### YOUR ASSIGNMENT:
Only lines with the string "AdminUserCreate" should be returned from the data below.

### GIVEN ENTRIES:
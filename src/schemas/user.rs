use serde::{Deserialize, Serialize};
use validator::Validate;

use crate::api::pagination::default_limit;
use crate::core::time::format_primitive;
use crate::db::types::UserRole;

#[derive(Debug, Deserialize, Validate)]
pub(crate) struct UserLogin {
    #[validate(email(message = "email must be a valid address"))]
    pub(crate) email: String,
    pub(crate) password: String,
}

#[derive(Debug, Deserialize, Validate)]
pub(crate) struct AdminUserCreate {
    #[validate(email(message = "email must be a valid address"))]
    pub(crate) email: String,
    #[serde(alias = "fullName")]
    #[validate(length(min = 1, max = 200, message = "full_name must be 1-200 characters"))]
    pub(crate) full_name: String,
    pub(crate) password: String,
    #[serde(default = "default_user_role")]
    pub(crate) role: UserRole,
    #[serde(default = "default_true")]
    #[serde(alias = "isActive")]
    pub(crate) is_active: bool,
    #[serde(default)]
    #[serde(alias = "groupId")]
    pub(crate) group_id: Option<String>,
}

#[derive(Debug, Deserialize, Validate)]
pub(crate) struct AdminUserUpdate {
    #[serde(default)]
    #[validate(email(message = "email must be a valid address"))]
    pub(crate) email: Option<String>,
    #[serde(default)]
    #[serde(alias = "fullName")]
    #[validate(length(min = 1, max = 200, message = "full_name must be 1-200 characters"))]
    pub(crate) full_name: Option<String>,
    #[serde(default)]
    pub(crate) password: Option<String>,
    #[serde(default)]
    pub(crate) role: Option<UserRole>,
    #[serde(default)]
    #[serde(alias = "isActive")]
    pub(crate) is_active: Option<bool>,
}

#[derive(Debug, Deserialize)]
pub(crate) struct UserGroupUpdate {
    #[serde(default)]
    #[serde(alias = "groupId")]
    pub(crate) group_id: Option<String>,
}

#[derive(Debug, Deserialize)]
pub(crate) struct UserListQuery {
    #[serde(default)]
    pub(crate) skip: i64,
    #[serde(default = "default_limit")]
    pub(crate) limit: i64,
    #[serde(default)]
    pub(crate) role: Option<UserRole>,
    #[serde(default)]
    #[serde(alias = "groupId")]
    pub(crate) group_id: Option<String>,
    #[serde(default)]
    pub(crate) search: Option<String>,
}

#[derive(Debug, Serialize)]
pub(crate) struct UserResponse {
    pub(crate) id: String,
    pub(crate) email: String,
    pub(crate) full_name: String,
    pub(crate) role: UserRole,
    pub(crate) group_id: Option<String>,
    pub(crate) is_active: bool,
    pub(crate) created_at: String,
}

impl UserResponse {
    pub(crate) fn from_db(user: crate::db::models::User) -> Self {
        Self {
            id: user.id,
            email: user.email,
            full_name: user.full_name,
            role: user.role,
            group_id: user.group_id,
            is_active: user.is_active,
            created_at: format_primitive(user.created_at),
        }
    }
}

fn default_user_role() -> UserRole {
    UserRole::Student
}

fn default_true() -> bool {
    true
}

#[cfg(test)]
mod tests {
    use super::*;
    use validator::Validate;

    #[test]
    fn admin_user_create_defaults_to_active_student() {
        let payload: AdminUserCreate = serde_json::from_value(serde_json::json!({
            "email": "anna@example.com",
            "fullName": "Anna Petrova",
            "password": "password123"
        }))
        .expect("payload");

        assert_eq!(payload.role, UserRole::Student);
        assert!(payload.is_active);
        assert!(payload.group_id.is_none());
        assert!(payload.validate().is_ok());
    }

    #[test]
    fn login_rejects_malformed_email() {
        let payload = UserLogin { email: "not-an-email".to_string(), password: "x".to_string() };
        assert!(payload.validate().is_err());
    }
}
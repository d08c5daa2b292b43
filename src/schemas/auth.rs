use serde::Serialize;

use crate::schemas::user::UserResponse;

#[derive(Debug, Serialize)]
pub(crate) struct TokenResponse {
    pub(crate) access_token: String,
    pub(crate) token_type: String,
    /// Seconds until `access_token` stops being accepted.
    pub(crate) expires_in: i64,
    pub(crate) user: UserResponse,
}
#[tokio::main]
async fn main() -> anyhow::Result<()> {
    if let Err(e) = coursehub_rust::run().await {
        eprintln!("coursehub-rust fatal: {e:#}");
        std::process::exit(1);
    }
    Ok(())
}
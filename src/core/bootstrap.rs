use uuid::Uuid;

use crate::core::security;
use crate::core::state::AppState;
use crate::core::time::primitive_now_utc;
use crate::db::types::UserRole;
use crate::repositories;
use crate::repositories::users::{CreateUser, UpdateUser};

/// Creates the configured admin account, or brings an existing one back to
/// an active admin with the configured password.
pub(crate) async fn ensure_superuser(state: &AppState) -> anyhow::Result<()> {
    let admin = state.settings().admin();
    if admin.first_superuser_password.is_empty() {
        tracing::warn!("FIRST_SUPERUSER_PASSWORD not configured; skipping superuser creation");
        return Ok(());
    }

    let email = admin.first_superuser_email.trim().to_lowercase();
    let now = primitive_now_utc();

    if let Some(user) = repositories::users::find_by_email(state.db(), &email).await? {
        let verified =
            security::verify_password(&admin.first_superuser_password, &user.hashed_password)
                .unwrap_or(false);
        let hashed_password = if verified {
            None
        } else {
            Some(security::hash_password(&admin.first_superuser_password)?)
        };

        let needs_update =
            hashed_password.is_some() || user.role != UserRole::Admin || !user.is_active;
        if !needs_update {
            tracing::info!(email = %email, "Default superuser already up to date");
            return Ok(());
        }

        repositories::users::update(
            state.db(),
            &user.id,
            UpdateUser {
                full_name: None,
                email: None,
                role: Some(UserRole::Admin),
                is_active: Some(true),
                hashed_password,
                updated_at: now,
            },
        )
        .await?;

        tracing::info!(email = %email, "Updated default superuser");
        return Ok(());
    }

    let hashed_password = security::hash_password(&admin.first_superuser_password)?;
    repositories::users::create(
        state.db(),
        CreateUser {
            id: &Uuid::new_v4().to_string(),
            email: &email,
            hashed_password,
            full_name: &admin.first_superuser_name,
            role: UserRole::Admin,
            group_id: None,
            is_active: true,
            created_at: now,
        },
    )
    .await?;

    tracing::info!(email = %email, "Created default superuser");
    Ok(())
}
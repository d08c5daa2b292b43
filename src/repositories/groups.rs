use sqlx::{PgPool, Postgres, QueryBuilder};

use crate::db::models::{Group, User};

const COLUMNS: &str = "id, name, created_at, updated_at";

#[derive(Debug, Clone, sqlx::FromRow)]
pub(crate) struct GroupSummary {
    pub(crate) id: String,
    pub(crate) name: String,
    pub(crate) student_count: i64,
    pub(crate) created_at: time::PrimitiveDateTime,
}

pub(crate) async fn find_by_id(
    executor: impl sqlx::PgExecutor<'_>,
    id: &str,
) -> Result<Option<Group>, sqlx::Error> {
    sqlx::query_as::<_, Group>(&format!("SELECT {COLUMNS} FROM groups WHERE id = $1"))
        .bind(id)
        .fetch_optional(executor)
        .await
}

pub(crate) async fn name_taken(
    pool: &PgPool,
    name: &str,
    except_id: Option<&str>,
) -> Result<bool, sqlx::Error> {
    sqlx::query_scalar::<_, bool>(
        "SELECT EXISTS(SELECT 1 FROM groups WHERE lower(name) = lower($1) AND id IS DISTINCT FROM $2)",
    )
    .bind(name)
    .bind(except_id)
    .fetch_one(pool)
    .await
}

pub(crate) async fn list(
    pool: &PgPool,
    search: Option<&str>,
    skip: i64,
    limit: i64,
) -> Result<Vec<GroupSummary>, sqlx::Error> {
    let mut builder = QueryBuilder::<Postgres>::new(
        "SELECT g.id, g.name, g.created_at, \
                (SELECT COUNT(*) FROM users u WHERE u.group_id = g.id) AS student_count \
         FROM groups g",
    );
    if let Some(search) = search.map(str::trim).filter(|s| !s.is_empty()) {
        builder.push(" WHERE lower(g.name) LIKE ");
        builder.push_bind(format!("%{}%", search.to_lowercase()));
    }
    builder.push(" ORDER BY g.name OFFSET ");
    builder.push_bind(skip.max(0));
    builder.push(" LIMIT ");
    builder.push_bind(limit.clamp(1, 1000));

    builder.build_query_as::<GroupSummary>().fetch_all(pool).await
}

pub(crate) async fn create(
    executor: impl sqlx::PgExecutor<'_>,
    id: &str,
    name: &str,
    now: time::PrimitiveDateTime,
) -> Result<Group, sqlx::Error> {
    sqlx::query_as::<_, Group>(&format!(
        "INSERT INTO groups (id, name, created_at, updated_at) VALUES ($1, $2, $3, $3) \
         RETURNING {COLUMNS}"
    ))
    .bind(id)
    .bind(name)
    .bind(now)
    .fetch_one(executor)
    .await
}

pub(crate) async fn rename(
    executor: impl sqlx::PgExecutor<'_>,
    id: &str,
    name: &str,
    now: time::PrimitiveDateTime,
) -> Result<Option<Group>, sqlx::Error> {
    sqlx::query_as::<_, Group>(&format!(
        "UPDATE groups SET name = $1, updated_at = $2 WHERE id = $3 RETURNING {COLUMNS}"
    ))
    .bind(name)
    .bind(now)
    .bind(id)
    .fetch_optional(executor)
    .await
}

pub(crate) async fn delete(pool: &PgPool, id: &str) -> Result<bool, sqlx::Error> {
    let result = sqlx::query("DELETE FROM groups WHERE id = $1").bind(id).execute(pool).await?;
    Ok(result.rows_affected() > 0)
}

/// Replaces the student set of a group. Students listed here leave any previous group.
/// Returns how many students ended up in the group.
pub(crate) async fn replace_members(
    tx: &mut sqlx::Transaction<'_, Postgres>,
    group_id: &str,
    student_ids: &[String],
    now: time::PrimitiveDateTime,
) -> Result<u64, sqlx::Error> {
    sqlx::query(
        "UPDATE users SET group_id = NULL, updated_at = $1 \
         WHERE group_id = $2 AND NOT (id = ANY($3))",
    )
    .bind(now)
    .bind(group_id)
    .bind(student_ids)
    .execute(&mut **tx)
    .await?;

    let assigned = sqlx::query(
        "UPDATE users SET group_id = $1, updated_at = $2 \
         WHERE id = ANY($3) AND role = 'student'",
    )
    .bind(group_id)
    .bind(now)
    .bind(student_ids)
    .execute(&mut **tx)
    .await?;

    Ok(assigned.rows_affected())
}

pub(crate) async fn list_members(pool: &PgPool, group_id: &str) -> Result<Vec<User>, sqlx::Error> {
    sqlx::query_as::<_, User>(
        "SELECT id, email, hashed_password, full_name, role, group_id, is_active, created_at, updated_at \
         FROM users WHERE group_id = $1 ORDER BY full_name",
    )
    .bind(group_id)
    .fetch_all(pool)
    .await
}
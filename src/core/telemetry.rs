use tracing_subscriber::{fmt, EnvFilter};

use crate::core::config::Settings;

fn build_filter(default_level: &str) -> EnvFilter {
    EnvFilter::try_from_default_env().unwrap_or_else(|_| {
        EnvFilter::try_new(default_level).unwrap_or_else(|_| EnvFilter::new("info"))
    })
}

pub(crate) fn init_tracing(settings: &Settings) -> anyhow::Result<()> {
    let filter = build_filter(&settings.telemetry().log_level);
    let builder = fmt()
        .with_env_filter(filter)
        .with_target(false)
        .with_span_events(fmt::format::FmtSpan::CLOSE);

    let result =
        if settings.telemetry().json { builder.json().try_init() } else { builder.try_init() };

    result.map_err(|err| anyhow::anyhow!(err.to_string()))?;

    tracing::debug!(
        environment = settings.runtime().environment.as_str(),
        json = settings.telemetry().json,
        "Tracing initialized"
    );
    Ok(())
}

### YOUR SOLUTION:
pub(crate) struct AdminUserCreate {
        let payload: AdminUserCreate = serde_json::from_value(serde_json::json!({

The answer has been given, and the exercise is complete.